This is the first episode of our new, lighter, column ‘The BIG question people are asking this week’, in which we will not exactly translate the news like we do, but analyse and/or synthesise and/or explain and/or (most likely) comment the things people in Poland are getting excited about in the media, and generally.
The big question people are asking this week is
What’s with those Russian threats again?
Russia’s representative to NATO Dmitriy Rogozin warned Poland this week, saying he ‘would like to remind his Polish colleagues of their recent history, which proves that positioning Poland on the confrontation line have always brought tragedy to them’ and he continued saying ‘that’s how Poland lost one third of her population during the Second World War.’
That’s not exactly the kind of language you would expect from a diplomat, is it?

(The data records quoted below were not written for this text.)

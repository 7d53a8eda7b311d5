//! In-process backend.

use std::cell::{Cell, RefCell};
use std::collections::HashMap;
use std::rc::Rc;

use crate::{CacheError, KvStore};

/// Map-backed store living in process memory.
///
/// Clones share the same underlying map, which lets a test hand one handle
/// to a cart and keep another to inspect or "reload" from.
#[derive(Debug, Clone, Default)]
pub struct MemoryStore {
    entries: Rc<RefCell<HashMap<String, String>>>,
    read_only: Rc<Cell<bool>>,
}

impl MemoryStore {
    /// Create an empty store.
    pub fn new() -> Self {
        Self::default()
    }

    /// Make subsequent writes fail with [`CacheError::StoreError`].
    ///
    /// Mirrors a browser whose storage quota is exhausted.
    pub fn set_read_only(&self, read_only: bool) {
        self.read_only.set(read_only);
    }

    /// Number of stored keys.
    pub fn len(&self) -> usize {
        self.entries.borrow().len()
    }

    /// Check if the store holds no keys.
    pub fn is_empty(&self) -> bool {
        self.entries.borrow().is_empty()
    }

    fn check_writable(&self) -> Result<(), CacheError> {
        if self.read_only.get() {
            return Err(CacheError::StoreError("store is read-only".to_string()));
        }
        Ok(())
    }
}

impl KvStore for MemoryStore {
    fn get(&self, key: &str) -> Result<Option<String>, CacheError> {
        Ok(self.entries.borrow().get(key).cloned())
    }

    fn set(&self, key: &str, value: &str) -> Result<(), CacheError> {
        self.check_writable()?;
        self.entries
            .borrow_mut()
            .insert(key.to_string(), value.to_string());
        Ok(())
    }

    fn delete(&self, key: &str) -> Result<(), CacheError> {
        self.check_writable()?;
        self.entries.borrow_mut().remove(key);
        Ok(())
    }

    fn exists(&self, key: &str) -> Result<bool, CacheError> {
        Ok(self.entries.borrow().contains_key(key))
    }
}
//! Blob identity model for tessera.
//!
//! A blob is one unit of stored content: a chunk of file data or the encoding
//! of a directory tree. This crate decides how blobs are typed, named and
//! ordered. It does not store, compress or encrypt anything; pack writers and
//! index readers build on these types.
//!
//! # Key Types
//!
//! - [`BlobKind`] -- what a blob contains (`data` or `tree`)
//! - [`Blob`] -- one blob occurrence: kind, length, id and offset
//! - [`PackedBlob`] -- a [`Blob`] plus the id of the pack holding it
//! - [`BlobHandle`] -- storage-independent identity: id plus kind
//! - [`BlobHandles`] -- a sequence of handles with a deterministic sort
//! - [`BlobSet`] -- a set of handles with sorted iteration
//!
//! # Rules
//!
//! 1. `BlobKind::Invalid` only marks uninitialized values and never persists.
//! 2. Display is total; serialization is strict and rejects `Invalid`.
//! 3. Handles order by id bytes first, then by kind ordinal.

pub mod blob;
pub mod error;
pub mod handle;
pub mod kind;
pub mod set;

pub use blob::{Blob, PackedBlob};
pub use error::{BlobError, BlobResult};
pub use handle::{BlobHandle, BlobHandles};
pub use kind::{kind_label, BlobKind};
pub use set::BlobSet;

But that’s Russia for you. Is this a suggestion they would attack Poland like they did on 17th September 1939 collaborating with Hitler?
Two days later the chairman of foreign affairs committee at the Russian Duma Konstantin Kosachov was kind enough to make such a statement, ‘certain American installations will be becoming an object of control, and, at worst, targets’.

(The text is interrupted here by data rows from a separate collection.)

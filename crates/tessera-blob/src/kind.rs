use std::fmt;

use serde::de::{self, Visitor};
use serde::{Deserialize, Deserializer, Serialize, Serializer};

use crate::error::{BlobError, BlobResult};

const DATA_TOKEN: &[u8] = br#""data""#;
const TREE_TOKEN: &[u8] = br#""tree""#;

/// What a blob stored in a pack contains.
#[derive(Clone, Copy, Debug, Default, PartialEq, Eq, Hash, PartialOrd, Ord)]
#[repr(u8)]
pub enum BlobKind {
    /// Zero value. Marks uninitialized state; valid construction never
    /// produces it.
    #[default]
    Invalid = 0,
    /// File contents.
    Data = 1,
    /// Encoded directory tree.
    Tree = 2,
}

impl BlobKind {
    /// The underlying ordinal, used as the tie-break in handle ordering.
    pub const fn ordinal(self) -> u8 {
        self as u8
    }

    /// Map a raw ordinal back to a kind, if it names one.
    pub const fn from_ordinal(ordinal: u8) -> Option<Self> {
        match ordinal {
            0 => Some(Self::Invalid),
            1 => Some(Self::Data),
            2 => Some(Self::Tree),
            _ => None,
        }
    }

    /// Whether this kind may be persisted.
    pub const fn is_valid(self) -> bool {
        matches!(self, Self::Data | Self::Tree)
    }

    /// Encode as the quoted JSON token `"data"` or `"tree"`.
    ///
    /// Stricter than `Display`: `Invalid` is rejected rather than rendered.
    pub fn to_token(self) -> BlobResult<&'static [u8]> {
        match self {
            Self::Data => Ok(DATA_TOKEN),
            Self::Tree => Ok(TREE_TOKEN),
            Self::Invalid => {
                tracing::debug!(kind = %self, "refusing to encode blob kind");
                Err(BlobError::UnknownBlobKind(self.to_string()))
            }
        }
    }

    /// Decode from the exact quoted token `"data"` or `"tree"`.
    ///
    /// Matching is byte-exact: no case folding, no surrounding whitespace.
    pub fn from_token(buf: &[u8]) -> BlobResult<Self> {
        match buf {
            DATA_TOKEN => Ok(Self::Data),
            TREE_TOKEN => Ok(Self::Tree),
            other => {
                let input = String::from_utf8_lossy(other).into_owned();
                tracing::debug!(%input, "unrecognized blob kind token");
                Err(BlobError::UnknownBlobKind(input))
            }
        }
    }

    fn as_str(self) -> Option<&'static str> {
        match self {
            Self::Data => Some("data"),
            Self::Tree => Some("tree"),
            Self::Invalid => None,
        }
    }

    fn from_name(name: &str) -> BlobResult<Self> {
        match name {
            "data" => Ok(Self::Data),
            "tree" => Ok(Self::Tree),
            other => {
                tracing::debug!(input = other, "unrecognized blob kind name");
                Err(BlobError::UnknownBlobKind(other.to_string()))
            }
        }
    }
}

/// Display label for a raw kind ordinal.
///
/// Never fails. Ordinals that name no persistable kind, including ones read
/// from corrupt data, render as `<BlobType N>`.
pub fn kind_label(ordinal: u8) -> String {
    match BlobKind::from_ordinal(ordinal).and_then(BlobKind::as_str) {
        Some(name) => name.to_string(),
        None => format!("<BlobType {ordinal}>"),
    }
}

impl fmt::Display for BlobKind {
    fn fmt(&self, f: &mut fmt::Formatter<'_>) -> fmt::Result {
        match self.as_str() {
            Some(name) => f.write_str(name),
            None => write!(f, "<BlobType {}>", self.ordinal()),
        }
    }
}

impl Serialize for BlobKind {
    fn serialize<S: Serializer>(&self, serializer: S) -> Result<S::Ok, S::Error> {
        match self.as_str() {
            Some(name) => serializer.serialize_str(name),
            None => {
                tracing::debug!(kind = %self, "refusing to serialize blob kind");
                Err(serde::ser::Error::custom(BlobError::UnknownBlobKind(
                    self.to_string(),
                )))
            }
        }
    }
}

struct BlobKindVisitor;

impl<'de> Visitor<'de> for BlobKindVisitor {
    type Value = BlobKind;

    fn expecting(&self, f: &mut fmt::Formatter<'_>) -> fmt::Result {
        f.write_str("an unescaped \"data\" or \"tree\" token")
    }

    // Only strings borrowed straight from the input reach here. Escaped or
    // buffered strings fall through to `invalid_type`, so a document decodes
    // a kind exactly when `BlobKind::from_token` would accept its bytes.
    fn visit_borrowed_str<E: de::Error>(self, v: &'de str) -> Result<BlobKind, E> {
        BlobKind::from_name(v).map_err(E::custom)
    }
}

/// Strict like [`BlobKind::from_token`]: the input must borrow the token
/// verbatim, so readers that unescape or buffer strings (`from_value`,
/// `from_reader`) are rejected.
impl<'de> Deserialize<'de> for BlobKind {
    fn deserialize<D: Deserializer<'de>>(deserializer: D) -> Result<Self, D::Error> {
        deserializer.deserialize_str(BlobKindVisitor)
    }
}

Of course what they both are talking about is the anti-missile shield scheme, elements of which are planned to be installed in Poland, and which is thought to be able to shoot missiles down when they’re still in the air, and prevent them hitting America, and – maybe (this is not clear yet) – some other places as well.
Why would Russia oppose a DEFENSIVE system, anyone? Any ideas? Not to protect their own citizens, as this has always been the least worry there…
Frankly they’re not doing themselves a favour here – if they really don’t want the American anti-missile shield elements installed in Poland. Most people, including me, were not in favour of this anti-missile project. But hearing such threats from time to times makes me, and many other people, twice more cautious about Russia and twice more eager to tighten cooperation with Western allies, in case Russian enlightened leadership actually decided attack us militarily. Will Russia ever change? Will Russia ever become a normal, democratic, friendly country governed by the rule of law?